October 13, 2025
Beyond virality: designing B2B campaigns that actually land

Most B2B attempts at “going viral” look the same: a meme, a bit of Gen-Z slang, a vague AI joke and a lot of internal hope that it’ll catch on. But B2B doesn’t work like that. Our audiences are narrower and more tribal – what lands in fintech might mean nothing in legal. Impact isn’t the same as reach, and trend-chasing rarely moves the needle – a lot of views from the wrong audience won’t lead to outcomes that matter.
What does work is being clear about the objective, building the right assets for each channel and strengthening brand so risk-averse buying committees say ‘yes’. Here’s how to design campaigns that actually land.
Start with the real objective
When teams ask for an “integrated campaign” they often mean: get media coverage, spark LinkedIn engagement, run lead-gen and add a webinar. The ambition isn’t the issue; it’s the idea that one story can do everything equally well. A piece of thought leadership might be strong for earned media but weak as a lead magnet. A punchy stat might fly on social but won’t get you into the FT. Break it apart: what’s the priority – reputation, engagement or pipeline – and who, exactly, are you trying to reach?
Why campaigns don’t land
A common failure mode is aiming at the board while building for managers. We’ve seen briefs that target “the CEO and CFO of the UK’s top 50 companies”, delivered with a LinkedIn-only plan and no path to reach that audience. Internal expectations push teams to aim high, but if you’re not honest about your real audience, the message misses, the content shows up in the wrong places and results don’t match the promise.

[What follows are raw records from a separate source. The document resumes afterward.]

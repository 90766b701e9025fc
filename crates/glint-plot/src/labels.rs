//! Text labels for the overlay layer.
//!
//! The plot only decides *what* to show and *where* (pixel space, origin at
//! the bottom-left of the container); drawing text is left to the host.

use crate::{Axis, Orientation};

/// What a label annotates.
#[derive(Debug, Clone, Copy, PartialEq, Eq, Hash)]
pub enum LabelKind {
    Title,
    Tick,
}

/// A positioned piece of text.
#[derive(Debug, Clone, PartialEq)]
pub struct Label {
    pub text: String,
    pub left: f64,
    pub bottom: f64,
    /// Style classes from the axis configuration.
    pub classes: Option<String>,
    pub kind: LabelKind,
    /// Name of the axis the label belongs to.
    pub axis: String,
}

/// All labels of a plot, rebuilt by the labels phase.
#[derive(Debug, Clone, Default)]
pub struct LabelLayer {
    labels: Vec<Label>,
}

impl LabelLayer {
    pub fn new() -> Self {
        Self::default()
    }

    /// Replace the contents with the titles and tick labels of `axes`.
    pub fn rebuild<'a>(&mut self, axes: impl IntoIterator<Item = (&'a str, &'a Axis)>) {
        self.labels.clear();
        for (name, axis) in axes {
            self.push_axis(name, axis);
        }
    }

    fn push_axis(&mut self, name: &str, axis: &Axis) {
        let config = axis.config();

        if let Some(title) = &config.title {
            let (lo, hi) = axis.pixel_extent();
            let mid = 0.5 * (lo + hi);
            let (left, bottom) = match axis.orientation() {
                Orientation::X => (mid, 0.0),
                Orientation::Y => (0.0, mid),
            };
            self.labels.push(Label {
                text: title.text.clone(),
                left,
                bottom,
                classes: title.classes.clone(),
                kind: LabelKind::Title,
                axis: name.to_string(),
            });
        }

        let Some(ticks) = config.ticks.as_ref().filter(|t| t.labels) else {
            return;
        };
        for tick in axis.ticks() {
            let text = match &ticks.formatter {
                Some(formatter) => formatter(tick.value),
                None => format_tick(tick.value),
            };
            self.labels.push(Label {
                text,
                left: tick.px,
                bottom: tick.py,
                classes: ticks.classes.clone(),
                kind: LabelKind::Tick,
                axis: name.to_string(),
            });
        }
    }

    pub fn labels(&self) -> &[Label] {
        &self.labels
    }

    pub fn iter(&self) -> std::slice::Iter<'_, Label> {
        self.labels.iter()
    }

    pub fn len(&self) -> usize {
        self.labels.len()
    }

    pub fn is_empty(&self) -> bool {
        self.labels.is_empty()
    }

    /// Labels of one axis, in emission order.
    pub fn for_axis<'a>(&'a self, axis: &'a str) -> impl Iterator<Item = &'a Label> + 'a {
        self.labels.iter().filter(move |label| label.axis == axis)
    }
}

impl<'a> IntoIterator for &'a LabelLayer {
    type Item = &'a Label;
    type IntoIter = std::slice::Iter<'a, Label>;

    fn into_iter(self) -> Self::IntoIter {
        self.labels.iter()
    }
}

/// Default tick text: four significant digits with trailing zeros dropped.
///
/// ```
/// use glint_plot::format_tick;
///
/// assert_eq!(format_tick(0.1 + 0.2), "0.3");
/// assert_eq!(format_tick(12346.0), "12350");
/// assert_eq!(format_tick(-0.0), "0");
/// ```
pub fn format_tick(value: f64) -> String {
    if !value.is_finite() {
        return value.to_string();
    }
    let rounded: f64 = format!("{:.3e}", value).parse().unwrap_or(value);
    if rounded == 0.0 {
        return "0".to_string();
    }
    rounded.to_string()
}

#[cfg(test)]
mod tests {
    use super::*;
    use crate::{AxisConfig, DisplayContext, Layout, Margins, TickConfig};

    fn built(config: AxisConfig) -> Axis {
        let layout = Layout::compute(
            &DisplayContext::new(200.0, 100.0),
            &Margins::new(20.0, 20.0, 10.0, 10.0),
            None,
        );
        let mut axis = Axis::new(config);
        axis.build_geometry(&layout);
        axis
    }

    #[test]
    fn test_format_tick() {
        assert_eq!(format_tick(0.0), "0");
        assert_eq!(format_tick(2.5), "2.5");
        assert_eq!(format_tick(100.0), "100");
        assert_eq!(format_tick(1.23456), "1.235");
        assert_eq!(format_tick(-0.000123456), "-0.0001235");
    }

    #[test]
    fn test_titles_centered_on_axis() {
        let x = built(AxisConfig::x().with_range(0.0, 1.0).with_title("Time"));
        let y = built(AxisConfig::y().with_range(0.0, 1.0).with_title("Value"));

        let mut layer = LabelLayer::new();
        layer.rebuild([("x", &x), ("y", &y)]);

        let labels = layer.labels();
        assert_eq!(labels.len(), 2);
        assert_eq!((labels[0].left, labels[0].bottom), (100.0, 0.0));
        assert_eq!((labels[1].left, labels[1].bottom), (0.0, 50.0));
        assert!(labels.iter().all(|l| l.kind == LabelKind::Title));
    }

    #[test]
    fn test_tick_labels_need_opt_in() {
        let silent = built(AxisConfig::x().with_range(0.0, 10.0).with_ticks(TickConfig::new()));
        let mut layer = LabelLayer::new();
        layer.rebuild([("x", &silent)]);
        assert!(layer.is_empty());

        let labelled = built(
            AxisConfig::x()
                .with_range(0.0, 10.0)
                .with_ticks(TickConfig::new().with_count(5).with_labels().with_classes("tick")),
        );
        layer.rebuild([("x", &labelled)]);
        assert_eq!(layer.len(), labelled.ticks().len());
        let first = &layer.labels()[0];
        assert_eq!(first.text, "0");
        assert_eq!(first.classes.as_deref(), Some("tick"));
        assert_eq!(first.bottom, 10.0);
    }

    #[test]
    fn test_custom_formatter() {
        let axis = built(
            AxisConfig::y().with_range(0.0, 1.0).with_ticks(
                TickConfig::new()
                    .with_intervals([0.5])
                    .with_labels()
                    .with_formatter(|v| format!("{}%", v * 100.0)),
            ),
        );
        let mut layer = LabelLayer::new();
        layer.rebuild([("y", &axis)]);

        let texts: Vec<_> = layer.for_axis("y").map(|l| l.text.as_str()).collect();
        assert_eq!(texts, vec!["0%", "50%", "100%"]);
    }
}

Another risk is bringing comms in too late. The report is written, the messaging fixed, the timeline locked. Then the ask comes in: “Can you get this into the FT?” It’s not that the content is bad; there’s just no room left to shape the angle, sense-check the audience or align with the news cycle.
The role of brand – and the hidden buyer
B2C runs on emotion. B2B often pretends it doesn’t. But decisions still involve risk and optics, especially when multiple stakeholders must sign off. Committees default to the safe option. That’s where brand matters. The disinterested approver is more likely to back a name they recognise than an unknown, however persuasive the pitch. Targeted marketing gets you into the room; brand gets you through the hidden, risk-averse checkpoints.
A case in point: brand over conversions
In 2016, we launched Legal & General’s Bank of Mum and Dad campaign with a simple question: if ‘BoMaD’ were a real lender, how big would it be? The findings sparked a national conversation about housing affordability and intergenerational wealth. It wasn’t built to convert (there was no product to sell) but it positioned Legal & General as a thought leader, delivered thousands of media hits and became an annual fixture. Not every campaign has to sell; sometimes relevance, reach and reputation are the point.
Make it practical
Treat every client like a new one: ask the difficult questions, challenge gently and keep the energy high. Define the outcome before you pick the channels. Build separate assets for earned, social and demand – they must be related, but not identical. Bring comms in early so the story can be shaped, not just shipped. And invest in brand so the hidden buyer says yes when it matters.